On the taxation side, no corresponding amendment has yet been made under the Income Tax Act to extend FII benefits to FPIs. Expert feels the government should consider amending the IT Act to bring FPIs within the ambit of Section 115AD to get more clarity on existing rules.

Meanwhile, a working group of local custodians is believed to have made a presentation to the government and the Securities and Exchange Board of India (Sebi) seeking some relaxation in the registration process.
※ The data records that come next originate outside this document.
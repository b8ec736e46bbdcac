//! Integration tests for the alert scheduler against a real config file.
//!
//! These exercise the hot-reload path: the scheduler re-reads its config on
//! every tick, keeps the previous config when a reload fails, and never
//! re-fires a garbage-collected pair even if its lead times are edited back
//! into the file.

use std::fs;
use std::path::Path;

use chrono::{DateTime, Duration, TimeZone, Utc};
use gridwatch_core::{AlertScheduler, Event, EventType};

fn write_config(path: &Path, body: &str) {
    fs::write(path, body).unwrap();
}

fn race(start: DateTime<Utc>) -> Event {
    Event::new(EventType::Race, "Silverstone", start, "British Grand Prix")
}

#[test]
fn first_config_load_failure_is_fatal() {
    let dir = tempfile::tempdir().unwrap();
    let missing = dir.path().join("alerts.toml");
    let start = Utc.with_ymd_and_hms(2026, 7, 5, 14, 0, 0).unwrap();
    assert!(AlertScheduler::new(vec![race(start)], &missing).is_err());
}

#[test]
fn reload_failure_keeps_previous_config() {
    let dir = tempfile::tempdir().unwrap();
    let config_path = dir.path().join("alerts.toml");
    write_config(&config_path, "[events]\nrace = [60, 15]\n");

    let start = Utc.with_ymd_and_hms(2026, 7, 5, 14, 0, 0).unwrap();
    let mut sched = AlertScheduler::new(vec![race(start)], &config_path).unwrap();

    // Tick 1: inside the 60-minute window.
    let fired = sched.tick(start - Duration::minutes(45));
    assert_eq!(
        fired.iter().map(|n| n.lead_time_min).collect::<Vec<_>>(),
        vec![60]
    );

    // Tick 2: the config file is now unreadable garbage; the lead-time list
    // from tick 1 must still apply.
    write_config(&config_path, "events = \"broken\"");
    let fired = sched.tick(start - Duration::minutes(14));
    assert_eq!(
        fired.iter().map(|n| n.lead_time_min).collect::<Vec<_>>(),
        vec![15]
    );
    assert_eq!(
        sched.config().lead_times_for(EventType::Race),
        Some(&[60, 15][..])
    );

    // Tick 3: a repaired file takes effect immediately.
    write_config(&config_path, "[events]\nrace = [5]\n");
    let fired = sched.tick(start - Duration::minutes(4));
    assert_eq!(
        fired.iter().map(|n| n.lead_time_min).collect::<Vec<_>>(),
        vec![5]
    );
    assert_eq!(
        sched.config().lead_times_for(EventType::Race),
        Some(&[5][..])
    );
}

#[test]
fn config_edits_between_ticks_change_lead_times() {
    let dir = tempfile::tempdir().unwrap();
    let config_path = dir.path().join("alerts.toml");
    write_config(&config_path, "[events]\nrace = [60]\n");

    let start = Utc.with_ymd_and_hms(2026, 7, 5, 14, 0, 0).unwrap();
    let mut sched = AlertScheduler::new(vec![race(start)], &config_path).unwrap();

    assert_eq!(sched.tick(start - Duration::minutes(45)).len(), 1);

    // A new lead time appears without a restart and fires on the next tick.
    write_config(&config_path, "[events]\nrace = [60, 30]\n");
    let fired = sched.tick(start - Duration::minutes(25));
    assert_eq!(
        fired.iter().map(|n| n.lead_time_min).collect::<Vec<_>>(),
        vec![30]
    );
}

#[test]
fn gc_then_config_edit_cannot_resurrect_an_alert() {
    let dir = tempfile::tempdir().unwrap();
    let config_path = dir.path().join("alerts.toml");
    write_config(&config_path, "[events]\nrace = [60, 15]\n");

    let t = Utc.with_ymd_and_hms(2026, 7, 5, 13, 10, 0).unwrap();
    let start = t + Duration::minutes(50);
    let mut sched = AlertScheduler::new(vec![race(start)], &config_path).unwrap();

    assert_eq!(sched.tick(t).len(), 1); // lead 60
    assert_eq!(sched.tick(t + Duration::minutes(40)).len(), 1); // lead 15

    // Past the start: GC clears both records.
    assert!(sched.tick(t + Duration::minutes(51)).is_empty());
    assert_eq!(sched.tracked_alerts(), 0);

    // Removing and re-adding the lead times must not produce another send;
    // the event is in the past and is skipped before the dedup set matters.
    write_config(&config_path, "[events]\n");
    assert!(sched.tick(t + Duration::minutes(52)).is_empty());
    write_config(&config_path, "[events]\nrace = [60, 15]\n");
    assert!(sched.tick(t + Duration::minutes(53)).is_empty());
    assert_eq!(sched.tracked_alerts(), 0);
}
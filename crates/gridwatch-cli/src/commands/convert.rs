use std::error::Error;
use std::path::PathBuf;

use clap::Args;
use gridwatch_core::convert_calendar;

#[derive(Args)]
pub struct ConvertArgs {
    /// Input calendar (.ics) file
    #[arg(long)]
    calendar: PathBuf,
    /// Output events database (defaults to ~/.config/gridwatch/calendar.db)
    #[arg(long)]
    db: Option<PathBuf>,
}

pub fn run(args: ConvertArgs) -> Result<(), Box<dyn Error>> {
    let db_path = super::db_path(args.db)?;
    let count = convert_calendar(&args.calendar, &db_path)?;
    println!("Stored {count} events in {}", db_path.display());
    Ok(())
}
Under the new regulations, which came into effect in 2014, FIIs, their subaccounts and Qualified Foreign Investors (QFIs) will come under FPIs. Sebi rules have divided FPIs into three categories according to their risk profile and KYC (Know Your Client) requirements. FPIs would need to apply for registration through designated depository participants (DDPs), subject to compliance with KYC norms.

“The Centre and Sebi have been proactive, be it on tax recommendations and levies or smoothening the registration process. Though the SIT (Special Investigative Team on black money)’s recommendations on tightening KYC requirements have increased Sebi’s challenges to balance risk containment measures and ease of doing business,” said Sumit Agrawal, ex-Sebi official and founder, Suvan Law Advisors, a law firm specialising in regulatory matters.